===== GIVEN RECORDS

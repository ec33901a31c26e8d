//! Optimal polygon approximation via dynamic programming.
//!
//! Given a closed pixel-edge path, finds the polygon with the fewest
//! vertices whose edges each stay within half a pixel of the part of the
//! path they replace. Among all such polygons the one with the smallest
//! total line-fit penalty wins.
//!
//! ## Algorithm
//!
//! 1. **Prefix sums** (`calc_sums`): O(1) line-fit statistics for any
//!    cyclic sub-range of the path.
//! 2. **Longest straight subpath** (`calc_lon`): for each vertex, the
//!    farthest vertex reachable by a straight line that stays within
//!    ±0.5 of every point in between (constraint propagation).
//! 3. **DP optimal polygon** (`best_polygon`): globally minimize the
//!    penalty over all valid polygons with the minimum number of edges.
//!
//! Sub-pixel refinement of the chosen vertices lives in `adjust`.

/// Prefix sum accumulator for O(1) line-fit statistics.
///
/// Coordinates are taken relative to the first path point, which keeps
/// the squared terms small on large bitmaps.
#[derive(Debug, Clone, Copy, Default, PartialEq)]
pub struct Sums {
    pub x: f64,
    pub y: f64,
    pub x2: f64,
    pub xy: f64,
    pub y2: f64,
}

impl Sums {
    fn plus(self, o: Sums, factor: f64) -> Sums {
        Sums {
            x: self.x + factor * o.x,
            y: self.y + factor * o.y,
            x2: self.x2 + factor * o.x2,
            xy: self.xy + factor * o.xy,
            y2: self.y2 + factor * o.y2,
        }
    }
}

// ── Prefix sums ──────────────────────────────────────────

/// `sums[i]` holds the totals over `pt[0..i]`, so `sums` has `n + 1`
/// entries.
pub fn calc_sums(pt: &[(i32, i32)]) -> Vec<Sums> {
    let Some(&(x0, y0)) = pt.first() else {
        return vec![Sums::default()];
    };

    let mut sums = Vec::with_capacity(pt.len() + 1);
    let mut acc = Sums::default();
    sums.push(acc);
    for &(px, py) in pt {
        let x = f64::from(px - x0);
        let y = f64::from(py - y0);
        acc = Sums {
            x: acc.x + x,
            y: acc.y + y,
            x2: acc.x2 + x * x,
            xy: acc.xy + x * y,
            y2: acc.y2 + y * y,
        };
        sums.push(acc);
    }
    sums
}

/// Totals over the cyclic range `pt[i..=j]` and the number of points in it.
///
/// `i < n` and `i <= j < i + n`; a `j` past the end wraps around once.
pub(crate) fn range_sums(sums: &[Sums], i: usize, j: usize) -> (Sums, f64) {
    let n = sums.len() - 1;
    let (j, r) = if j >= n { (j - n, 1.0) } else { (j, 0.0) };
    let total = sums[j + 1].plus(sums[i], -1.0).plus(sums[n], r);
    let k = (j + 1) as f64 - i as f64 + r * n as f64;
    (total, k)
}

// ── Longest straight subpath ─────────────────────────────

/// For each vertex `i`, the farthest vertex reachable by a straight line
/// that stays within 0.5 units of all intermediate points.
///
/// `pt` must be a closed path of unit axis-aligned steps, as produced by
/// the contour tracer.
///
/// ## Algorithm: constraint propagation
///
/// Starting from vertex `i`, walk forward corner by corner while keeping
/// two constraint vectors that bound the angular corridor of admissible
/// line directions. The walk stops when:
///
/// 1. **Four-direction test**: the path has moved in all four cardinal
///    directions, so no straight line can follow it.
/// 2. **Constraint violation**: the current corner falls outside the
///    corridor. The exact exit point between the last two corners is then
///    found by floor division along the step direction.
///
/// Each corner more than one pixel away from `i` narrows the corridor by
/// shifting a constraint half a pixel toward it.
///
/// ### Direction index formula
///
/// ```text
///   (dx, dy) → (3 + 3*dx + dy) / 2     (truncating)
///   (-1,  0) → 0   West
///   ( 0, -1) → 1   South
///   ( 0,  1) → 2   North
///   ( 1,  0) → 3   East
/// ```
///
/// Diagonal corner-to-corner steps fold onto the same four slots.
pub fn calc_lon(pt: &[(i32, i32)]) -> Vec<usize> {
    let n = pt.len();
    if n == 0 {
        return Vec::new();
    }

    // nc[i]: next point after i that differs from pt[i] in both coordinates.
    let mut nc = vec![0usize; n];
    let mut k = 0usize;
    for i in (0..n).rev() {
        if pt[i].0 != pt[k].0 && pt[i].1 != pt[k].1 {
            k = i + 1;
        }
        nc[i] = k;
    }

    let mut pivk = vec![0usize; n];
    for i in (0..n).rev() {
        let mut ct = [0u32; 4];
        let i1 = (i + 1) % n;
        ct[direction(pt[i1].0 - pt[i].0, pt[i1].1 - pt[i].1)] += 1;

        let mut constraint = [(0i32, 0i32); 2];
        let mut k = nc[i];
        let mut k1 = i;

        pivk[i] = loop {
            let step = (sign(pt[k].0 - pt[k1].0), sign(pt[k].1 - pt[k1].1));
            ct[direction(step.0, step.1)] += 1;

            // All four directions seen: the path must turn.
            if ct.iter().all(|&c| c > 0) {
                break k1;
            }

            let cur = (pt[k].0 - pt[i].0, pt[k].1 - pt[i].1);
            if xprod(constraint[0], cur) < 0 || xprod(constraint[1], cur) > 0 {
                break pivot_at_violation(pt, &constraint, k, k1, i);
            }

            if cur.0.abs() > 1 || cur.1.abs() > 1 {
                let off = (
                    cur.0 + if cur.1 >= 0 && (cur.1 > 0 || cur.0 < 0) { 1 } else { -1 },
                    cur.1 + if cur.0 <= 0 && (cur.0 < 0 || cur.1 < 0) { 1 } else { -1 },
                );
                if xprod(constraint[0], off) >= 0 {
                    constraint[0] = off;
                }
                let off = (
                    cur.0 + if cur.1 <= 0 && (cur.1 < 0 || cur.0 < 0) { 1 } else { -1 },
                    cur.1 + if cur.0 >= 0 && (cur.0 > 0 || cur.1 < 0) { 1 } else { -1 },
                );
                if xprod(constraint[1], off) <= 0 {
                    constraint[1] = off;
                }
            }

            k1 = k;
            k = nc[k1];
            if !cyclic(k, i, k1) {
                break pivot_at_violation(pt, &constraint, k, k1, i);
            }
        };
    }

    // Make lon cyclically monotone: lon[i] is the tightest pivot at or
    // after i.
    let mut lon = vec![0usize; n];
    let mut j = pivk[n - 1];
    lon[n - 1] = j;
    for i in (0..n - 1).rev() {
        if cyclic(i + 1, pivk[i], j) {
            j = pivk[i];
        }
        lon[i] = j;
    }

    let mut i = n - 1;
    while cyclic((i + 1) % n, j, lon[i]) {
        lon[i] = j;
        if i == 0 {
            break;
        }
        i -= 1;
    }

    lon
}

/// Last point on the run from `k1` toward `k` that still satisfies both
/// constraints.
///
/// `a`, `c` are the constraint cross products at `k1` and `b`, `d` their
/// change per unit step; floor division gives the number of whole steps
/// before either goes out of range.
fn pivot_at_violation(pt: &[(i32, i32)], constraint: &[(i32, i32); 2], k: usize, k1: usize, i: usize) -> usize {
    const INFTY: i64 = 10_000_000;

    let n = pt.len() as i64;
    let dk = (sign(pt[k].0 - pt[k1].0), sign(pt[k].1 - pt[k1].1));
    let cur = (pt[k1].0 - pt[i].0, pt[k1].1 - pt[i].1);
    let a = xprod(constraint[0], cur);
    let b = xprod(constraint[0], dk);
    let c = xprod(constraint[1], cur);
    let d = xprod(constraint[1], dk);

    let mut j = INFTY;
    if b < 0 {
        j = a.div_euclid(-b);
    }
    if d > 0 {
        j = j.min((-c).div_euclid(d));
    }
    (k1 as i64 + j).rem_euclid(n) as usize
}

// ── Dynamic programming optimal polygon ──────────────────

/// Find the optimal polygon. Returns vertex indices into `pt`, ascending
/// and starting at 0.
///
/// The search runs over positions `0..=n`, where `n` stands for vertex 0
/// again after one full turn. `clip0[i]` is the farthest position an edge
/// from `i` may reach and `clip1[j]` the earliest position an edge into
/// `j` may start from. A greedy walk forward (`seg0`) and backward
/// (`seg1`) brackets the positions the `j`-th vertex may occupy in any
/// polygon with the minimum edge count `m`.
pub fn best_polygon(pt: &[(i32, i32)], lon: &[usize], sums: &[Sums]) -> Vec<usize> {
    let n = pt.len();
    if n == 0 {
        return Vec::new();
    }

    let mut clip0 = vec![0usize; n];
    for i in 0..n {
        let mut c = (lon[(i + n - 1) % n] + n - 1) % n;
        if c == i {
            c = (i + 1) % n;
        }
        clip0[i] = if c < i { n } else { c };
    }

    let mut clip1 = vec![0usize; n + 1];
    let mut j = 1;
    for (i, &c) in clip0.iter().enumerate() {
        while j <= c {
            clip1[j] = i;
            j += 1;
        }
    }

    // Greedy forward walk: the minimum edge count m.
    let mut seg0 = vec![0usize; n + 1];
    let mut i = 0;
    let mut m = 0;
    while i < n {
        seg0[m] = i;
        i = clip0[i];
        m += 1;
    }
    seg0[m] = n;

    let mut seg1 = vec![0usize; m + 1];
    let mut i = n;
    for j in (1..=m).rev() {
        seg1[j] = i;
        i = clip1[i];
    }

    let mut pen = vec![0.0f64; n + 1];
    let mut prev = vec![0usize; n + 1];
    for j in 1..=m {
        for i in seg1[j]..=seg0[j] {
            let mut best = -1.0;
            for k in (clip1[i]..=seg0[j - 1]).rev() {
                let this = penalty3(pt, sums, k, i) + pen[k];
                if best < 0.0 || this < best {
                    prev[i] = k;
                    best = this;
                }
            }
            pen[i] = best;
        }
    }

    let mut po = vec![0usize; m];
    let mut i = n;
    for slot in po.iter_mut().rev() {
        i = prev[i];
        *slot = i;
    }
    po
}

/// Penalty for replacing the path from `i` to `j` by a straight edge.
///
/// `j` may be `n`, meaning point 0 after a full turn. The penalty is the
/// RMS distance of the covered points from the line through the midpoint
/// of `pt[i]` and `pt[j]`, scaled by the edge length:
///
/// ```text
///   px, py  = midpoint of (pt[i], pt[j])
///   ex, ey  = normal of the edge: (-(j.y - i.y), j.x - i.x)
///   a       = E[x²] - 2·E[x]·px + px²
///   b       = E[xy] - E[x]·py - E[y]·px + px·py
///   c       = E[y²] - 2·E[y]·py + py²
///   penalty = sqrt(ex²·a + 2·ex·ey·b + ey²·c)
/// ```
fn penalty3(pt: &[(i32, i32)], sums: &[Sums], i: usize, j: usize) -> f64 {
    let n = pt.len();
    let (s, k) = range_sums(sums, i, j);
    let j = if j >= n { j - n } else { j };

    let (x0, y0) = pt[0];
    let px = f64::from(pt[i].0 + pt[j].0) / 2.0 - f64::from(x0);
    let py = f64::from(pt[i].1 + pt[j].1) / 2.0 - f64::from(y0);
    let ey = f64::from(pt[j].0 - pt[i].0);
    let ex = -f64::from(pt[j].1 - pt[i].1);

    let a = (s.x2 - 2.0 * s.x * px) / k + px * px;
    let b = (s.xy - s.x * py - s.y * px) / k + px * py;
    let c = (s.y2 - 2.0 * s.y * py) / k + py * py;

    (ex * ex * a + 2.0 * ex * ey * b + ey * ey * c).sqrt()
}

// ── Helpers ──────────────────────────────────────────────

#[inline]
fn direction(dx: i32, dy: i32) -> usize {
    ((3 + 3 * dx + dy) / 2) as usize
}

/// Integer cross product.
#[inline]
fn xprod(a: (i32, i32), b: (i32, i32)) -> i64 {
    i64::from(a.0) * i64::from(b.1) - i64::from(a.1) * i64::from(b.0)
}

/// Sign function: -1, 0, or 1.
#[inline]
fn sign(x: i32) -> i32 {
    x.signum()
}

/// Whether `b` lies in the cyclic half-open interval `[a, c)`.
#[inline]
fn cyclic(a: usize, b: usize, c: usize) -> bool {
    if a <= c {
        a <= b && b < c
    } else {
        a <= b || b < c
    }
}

==========

WHAT TO PRODUCE:
Count how many lines in the records above hold the word "midpoint", and answer with that number alone.

THE ANSWER:
2